A lot of the play relates to a painting of Titian and a senator, which after cleaning reveals a third man, then with x-rays a fourth and the vague outline of a fifth. Geddit? After Burgess and Maclean, Kim Philby was outed, then Blunt, but the identity of the Fifth Man was never definitely established.
Both Burgess and Blunt say “it seemed the right thing to do at the time” and in the 1930s communism seemed a better option than fascism to the Cambridge intellectuals. Whether Burgess continued to think that he’d made the right choice while in exile in Moscow is debatable.
Alan Bennett’s plays are always worth seeing; this pair isn’t a bundle of laughs but it’s an interesting insight into espionage and the cold war.

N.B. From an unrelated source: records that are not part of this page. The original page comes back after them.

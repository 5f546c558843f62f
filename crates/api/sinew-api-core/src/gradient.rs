//! Color gradient: ordered color stops over [0, 1].
//!
//! Gradients take part in waypoint interpolation, so they carry the same
//! add/sub/scale algebra as the other continuous kinds. Binary operations
//! sample both operands over the union of their stop positions.

use crate::color::Color;
use serde::{Deserialize, Serialize};

#[derive(Copy, Clone, Debug, PartialEq, Serialize, Deserialize)]
pub struct GradientStop {
    pub pos: f64,
    pub color: Color,
}

#[derive(Clone, Debug, Default, PartialEq, Serialize, Deserialize)]
pub struct Gradient {
    stops: Vec<GradientStop>,
}

impl Gradient {
    pub fn new(mut stops: Vec<GradientStop>) -> Self {
        stops.sort_by(|a, b| a.pos.total_cmp(&b.pos));
        Gradient { stops }
    }

    pub fn two(a: Color, b: Color) -> Self {
        Gradient {
            stops: vec![
                GradientStop { pos: 0.0, color: a },
                GradientStop { pos: 1.0, color: b },
            ],
        }
    }

    pub fn stops(&self) -> &[GradientStop] {
        &self.stops
    }

    pub fn is_empty(&self) -> bool {
        self.stops.is_empty()
    }

    /// Sample the gradient at `pos`, holding the boundary stops outside.
    pub fn color_at(&self, pos: f64) -> Color {
        match self.stops.len() {
            0 => Color::default(),
            1 => self.stops[0].color,
            _ => {
                if pos <= self.stops[0].pos {
                    return self.stops[0].color;
                }
                let last = self.stops.len() - 1;
                if pos >= self.stops[last].pos {
                    return self.stops[last].color;
                }
                let i = self
                    .stops
                    .windows(2)
                    .position(|w| pos >= w[0].pos && pos <= w[1].pos)
                    .unwrap_or(last - 1);
                let (lo, hi) = (&self.stops[i], &self.stops[i + 1]);
                let span = hi.pos - lo.pos;
                if span <= 0.0 {
                    return lo.color;
                }
                let t = (pos - lo.pos) / span;
                lo.color * (1.0 - t) + hi.color * t
            }
        }
    }

    /// Root-mean-square luma over the stops; the gradient's scalar magnitude.
    pub fn mag(&self) -> f64 {
        if self.stops.is_empty() {
            return 0.0;
        }
        let sum: f64 = self.stops.iter().map(|s| s.color.luma().powi(2)).sum();
        (sum / self.stops.len() as f64).sqrt()
    }

    fn union_positions(&self, rhs: &Gradient) -> Vec<f64> {
        let mut pos: Vec<f64> = self
            .stops
            .iter()
            .chain(rhs.stops.iter())
            .map(|s| s.pos)
            .collect();
        pos.sort_by(f64::total_cmp);
        pos.dedup_by(|a, b| (*a - *b).abs() < 1e-12);
        pos
    }

    fn combine(&self, rhs: &Gradient, f: impl Fn(Color, Color) -> Color) -> Gradient {
        if self.stops.is_empty() {
            return rhs.clone();
        }
        if rhs.stops.is_empty() {
            return self.clone();
        }
        let stops = self
            .union_positions(rhs)
            .into_iter()
            .map(|pos| GradientStop {
                pos,
                color: f(self.color_at(pos), rhs.color_at(pos)),
            })
            .collect();
        Gradient { stops }
    }

    pub fn add(&self, rhs: &Gradient) -> Gradient {
        self.combine(rhs, |a, b| a + b)
    }

    pub fn sub(&self, rhs: &Gradient) -> Gradient {
        self.combine(rhs, |a, b| a - b)
    }

    pub fn scale(&self, k: f64) -> Gradient {
        Gradient {
            stops: self
                .stops
                .iter()
                .map(|s| GradientStop {
                    pos: s.pos,
                    color: s.color * k,
                })
                .collect(),
        }
    }
}

#[cfg(test)]
mod tests {
    use super::*;

    #[test]
    fn sampling_holds_boundaries() {
        let g = Gradient::two(Color::rgb(0.0, 0.0, 0.0), Color::rgb(1.0, 1.0, 1.0));
        assert_eq!(g.color_at(-1.0), Color::rgb(0.0, 0.0, 0.0));
        assert_eq!(g.color_at(2.0), Color::rgb(1.0, 1.0, 1.0));
        let mid = g.color_at(0.5);
        assert!((mid.r - 0.5).abs() < 1e-12);
    }

    #[test]
    fn add_merges_stop_positions() {
        let a = Gradient::new(vec![
            GradientStop {
                pos: 0.0,
                color: Color::rgb(1.0, 0.0, 0.0),
            },
            GradientStop {
                pos: 1.0,
                color: Color::rgb(1.0, 0.0, 0.0),
            },
        ]);
        let b = Gradient::new(vec![GradientStop {
            pos: 0.5,
            color: Color::rgb(0.0, 1.0, 0.0),
        }]);
        let sum = a.add(&b);
        assert_eq!(sum.stops().len(), 3);
        assert!((sum.color_at(0.5).r - 1.0).abs() < 1e-12);
        assert!((sum.color_at(0.5).g - 1.0).abs() < 1e-12);
    }
}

Review from the Newbury Weekly News.
A two-act betrayal
Cambridge Spies encounter wit of Alan Bennett in Watermill double-bill
Single Spies: An Englishman Abroad and A Question of Attribution, at the Watermill, Bagnor, until November 6
Alan Bennett's way with words results in a script for these two plays that has Wilde-style humour frequently overlaying the piercing sadness felt by those caught up in the betrayals of two of the Cambridge Spies, Guy Burgess and Anthony Blunt.
The set for An Englishman Abroad was a dingy Moscow room in which Guy Burgess (James Clyde) spends his days, seemingly cheerful. A likeable man, he persuades actress Coral Browne (Melanie Jessop) to order new clothes for him from 'home' regretting that before leaving England he didn't get "a good set of NHS gnashers."

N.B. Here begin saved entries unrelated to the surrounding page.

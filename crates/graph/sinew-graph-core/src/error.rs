//! Graph errors. "Not found" is deliberately distinct from "wrong type":
//! callers branch on the difference (e.g. insert-if-absent flows).

use sinew_api_core::{Time, ValueError, ValueType};
use thiserror::Error;

use crate::types::NodeId;

#[derive(Debug, Clone, PartialEq, Error)]
pub enum GraphError {
    #[error("no node with id {0:?} in this canvas")]
    NodeNotFound(NodeId),

    #[error("no value node is exported under \"{0}\"")]
    IdNotFound(String),

    #[error("a value node is already exported under \"{0}\"")]
    IdAlreadyExists(String),

    #[error(transparent)]
    BadType(#[from] ValueError),

    #[error("node kind {kind} cannot carry a {ty:?} value")]
    UnsupportedType { kind: &'static str, ty: ValueType },

    #[error("no link named \"{0}\"")]
    BadLinkName(String),

    #[error("link index {index} out of range ({count} links)")]
    BadLinkIndex { index: usize, count: usize },

    #[error("a waypoint already exists at {0:?}")]
    WaypointExists(Time),

    #[error("no waypoint at {0:?}")]
    WaypointNotFound(Time),

    #[error("no waypoint with id {0}")]
    WaypointIdNotFound(u64),

    #[error("no activepoint at {0:?}")]
    ActivepointNotFound(Time),

    #[error("no activepoint with id {0}")]
    ActivepointIdNotFound(u64),

    #[error("list entry index {index} out of range ({count} entries)")]
    BadListIndex { index: usize, count: usize },

    #[error("node is not of the kind this operation expects")]
    WrongNodeKind,

    #[error("evaluation recursed past the configured depth limit")]
    RecursionLimit,

    #[error("operation is not invertible: {0}")]
    NotInvertible(&'static str),
}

Their lighthearted conversation has an unspoken undercurrent, although when asked about the "so unfunny" Maclean, Burgess speaks of being locked in "a terrible tandem."
He misses gossip and his frail mother whom he cannot visit and maintains that he is proud of being impeccably Marxist nevertheless singing (mockingly? - who knows) Gilbert and Sullivan's He Is An Englishman. Perhaps, in the end, that, too, was something of which he was proud.

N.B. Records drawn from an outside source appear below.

//! Geometry records carried through the graph: cubic segments, spline
//! vertices, outline width points and dash items.

use crate::vector::Vec2;
use serde::{Deserialize, Serialize};

/// One cubic Hermite span: endpoints plus outgoing/incoming tangents.
#[derive(Copy, Clone, Debug, Default, PartialEq, Serialize, Deserialize)]
pub struct Segment {
    pub p1: Vec2,
    pub t1: Vec2,
    pub p2: Vec2,
    pub t2: Vec2,
}

impl Segment {
    pub fn new(p1: Vec2, t1: Vec2, p2: Vec2, t2: Vec2) -> Self {
        Segment { p1, t1, p2, t2 }
    }
}

/// A spline ("bline") vertex: position, width, list origin and tangents.
/// When `split_tangent` is false the outgoing tangent mirrors the incoming.
#[derive(Copy, Clone, Debug, PartialEq, Serialize, Deserialize)]
pub struct BLinePoint {
    pub vertex: Vec2,
    pub width: f64,
    /// Normalized placement inside the owning list; spatial order matters.
    pub origin: f64,
    pub split_tangent: bool,
    pub tangent1: Vec2,
    pub tangent2: Vec2,
}

impl Default for BLinePoint {
    fn default() -> Self {
        BLinePoint {
            vertex: Vec2::zero(),
            width: 1.0,
            origin: 0.5,
            split_tangent: false,
            tangent1: Vec2::zero(),
            tangent2: Vec2::zero(),
        }
    }
}

impl BLinePoint {
    pub fn tangent2(&self) -> Vec2 {
        if self.split_tangent {
            self.tangent2
        } else {
            self.tangent1
        }
    }

    pub fn set_tangent_both(&mut self, t: Vec2) {
        self.tangent1 = t;
        self.tangent2 = t;
    }
}

/// How an outline interpolates into a width point from each side.
#[derive(Copy, Clone, Debug, Default, PartialEq, Eq, Serialize, Deserialize)]
#[serde(rename_all = "lowercase")]
pub enum SideType {
    #[default]
    Interpolate,
    Rounded,
    Squared,
    Peak,
    Flat,
}

/// A point on an advanced outline's width curve.
#[derive(Copy, Clone, Debug, PartialEq, Serialize, Deserialize)]
pub struct WidthPoint {
    /// Position along the outline, in `[lower_bound, upper_bound]`.
    pub position: f64,
    pub width: f64,
    pub side_before: SideType,
    pub side_after: SideType,
    pub lower_bound: f64,
    pub upper_bound: f64,
}

impl Default for WidthPoint {
    fn default() -> Self {
        WidthPoint {
            position: 0.0,
            width: 0.01,
            side_before: SideType::Interpolate,
            side_after: SideType::Interpolate,
            lower_bound: 0.0,
            upper_bound: 1.0,
        }
    }
}

impl WidthPoint {
    /// Position mapped into [0, 1]; `looped` wraps out-of-range positions
    /// around instead of clamping them.
    pub fn norm_position(&self, looped: bool) -> f64 {
        let span = self.upper_bound - self.lower_bound;
        if span.abs() < 1e-12 {
            return 0.0;
        }
        let p = (self.position - self.lower_bound) / span;
        if looped {
            p.rem_euclid(1.0)
        } else {
            p.clamp(0.0, 1.0)
        }
    }
}

/// One dash of an outline's dash pattern.
#[derive(Copy, Clone, Debug, PartialEq, Serialize, Deserialize)]
pub struct DashItem {
    pub offset: f64,
    pub length: f64,
    pub side_before: SideType,
    pub side_after: SideType,
}

impl Default for DashItem {
    fn default() -> Self {
        DashItem {
            offset: 0.1,
            length: 0.1,
            side_before: SideType::Rounded,
            side_after: SideType::Rounded,
        }
    }
}

#[cfg(test)]
mod tests {
    use super::*;

    #[test]
    fn width_point_normalizes_and_wraps() {
        let wp = WidthPoint {
            position: 1.25,
            lower_bound: 0.0,
            upper_bound: 1.0,
            ..WidthPoint::default()
        };
        assert!((wp.norm_position(false) - 1.0).abs() < 1e-12);
        assert!((wp.norm_position(true) - 0.25).abs() < 1e-12);
    }

    #[test]
    fn merged_tangents_mirror() {
        let mut bp = BLinePoint::default();
        bp.set_tangent_both(Vec2::new(1.0, 2.0));
        assert_eq!(bp.tangent2(), Vec2::new(1.0, 2.0));
        bp.split_tangent = true;
        bp.tangent2 = Vec2::new(-1.0, 0.0);
        assert_eq!(bp.tangent2(), Vec2::new(-1.0, 0.0));
    }
}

Anthony Blunt (David Yelland) describes himself as a cold fish in Bennett's second play A Question of Attribution and comes over as less likeable than the easy-going Burgess.
A clever parallel theme has Blunt, Surveyor of the Queen's Pictures, uncovering the secrets in a reputed Titian in the Queen's collection while being interrogated by Chubb (James Clyde) to flush out further spies by identifying photographs.
Chubb, a small, unpleasant man from Purley, envies the upper-class Blunt his knowledge and lifestyle and punctuates the interrogation by attempting to pick up tips on improving his own knowledge. The long conversations which Blunt has with the Queen (Melanie Jessop) bring out the pleasure which Her Majesty must have had in being able to chat with this knowledgeable man and the distress which she must surely have felt at his betrayal.
It becomes increasingly apparent that there is an underlying meaning to her words for Blunt is warned "be careful how you go up the ladder, you may have a nasty fall."
Finally, Chubb warns "the wolves are getting closer" - Blunt's promised anonymity was finally disclosed in 1979.
These are clever plays, the times, the sharp humour and grimly-hinted undercurrents brought vividly to life by an excellent cast. A thought-provoking, absorbing piece of theatre.
There are reviews at the Oxford Times ("Jamie Glover’s well-managed revival"), Marlborough People ("a wonderfully acted, written and directed pair of plays which will make you laugh - a lot "), The Public Reviews ("[An Englishman Abroad:] pure gold. Worth a 4-star rating"), British Theatre Guide ("a compelling production thoroughly enjoyed by the large appreciative audience"), The Basingstoke Gazette ("a fascinating glimpse into the lives of two unlikely spies, masterfully brought to life by the players ").